Judgment (49 paragraphs)
High Court of Australia Barwick C.J. McTiernan, Menzies, Owen and Walsh JJ. Foufoulas v FG Strang Pty Ltd [1970] HCA 26
This is an appeal from a decision of the Full Court of the Supreme Court of Victoria setting aside the verdict returned by a jury in favour of the appellant in an action in which he sued the respondent, his employer, for breach of the employer's duty to take reasonable care for an employee's safety.

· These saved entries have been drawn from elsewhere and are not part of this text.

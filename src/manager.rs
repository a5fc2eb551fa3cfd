//! Chrome implementation of the browser driver seam
//!
//! Unlike a shared-browser model, every portal session gets its own Chrome
//! process: the portal keeps login state in server-side JSF views bound to
//! cookies, and two taxpayers must never share a cookie jar.

use async_trait::async_trait;
use std::sync::Arc;
use std::sync::atomic::{AtomicU64, Ordering};
use tracing::{info, warn};

use crate::browser::{BrowserDriver, BrowserResult, PortalSession, launch_browser};
use crate::{BrowserConfig, TimeoutConfig};

/// Launches one Chrome process per portal session.
pub struct ChromeDriver {
    browser: BrowserConfig,
    timeouts: TimeoutConfig,
    launches: AtomicU64,
}

impl ChromeDriver {
    pub fn new(browser: BrowserConfig, timeouts: TimeoutConfig) -> Arc<Self> {
        Arc::new(Self {
            browser,
            timeouts,
            launches: AtomicU64::new(0),
        })
    }

    /// Number of sessions launched since startup
    pub fn launches(&self) -> u64 {
        self.launches.load(Ordering::Relaxed)
    }
}

#[async_trait]
impl BrowserDriver for ChromeDriver {
    async fn launch(&self) -> BrowserResult<Box<dyn PortalSession>> {
        match launch_browser(&self.browser, &self.timeouts).await {
            Ok(wrapper) => {
                let n = self.launches.fetch_add(1, Ordering::Relaxed) + 1;
                info!(session = %wrapper.id(), launches = n, "Portal session ready");
                Ok(Box::new(wrapper))
            }
            Err(e) => {
                warn!("Browser launch failed: {}", e);
                Err(e)
            }
        }
    }
}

The appellant was a casual waterside worker registered under the Stevedoring Industry Act 1956-1966 Cth engaged by the respondent, a stevedore, as a member of a gang of waterside workers assigned to the respondent to do the particular task for which the respondent required labour, namely, the unloading of bales of wool from lorries to the floor of a shed on a wharf in the port of Melbourne. As is the custom at that port, and apparently at all Australian ports, the wharf labourers provide themselves with a hook to assist them in handling cargo. The respondent did not require the use of a hook in the performance of the work required to be done but doubtless it was aware that it was the practice of the wharf labourers, and perhaps that in some situations it was necessary, to use a hook to assist in moving wool bales when unloading them from a lorry as in the instant case. Wharf labourers at Australian ports universally furnish themselves with a single-pronged hook. Not all these hooks are identical with each other. The wharf labourer not merely chooses his own hook but determines its dimension and configuration. In some cases he has it specially made to his own order.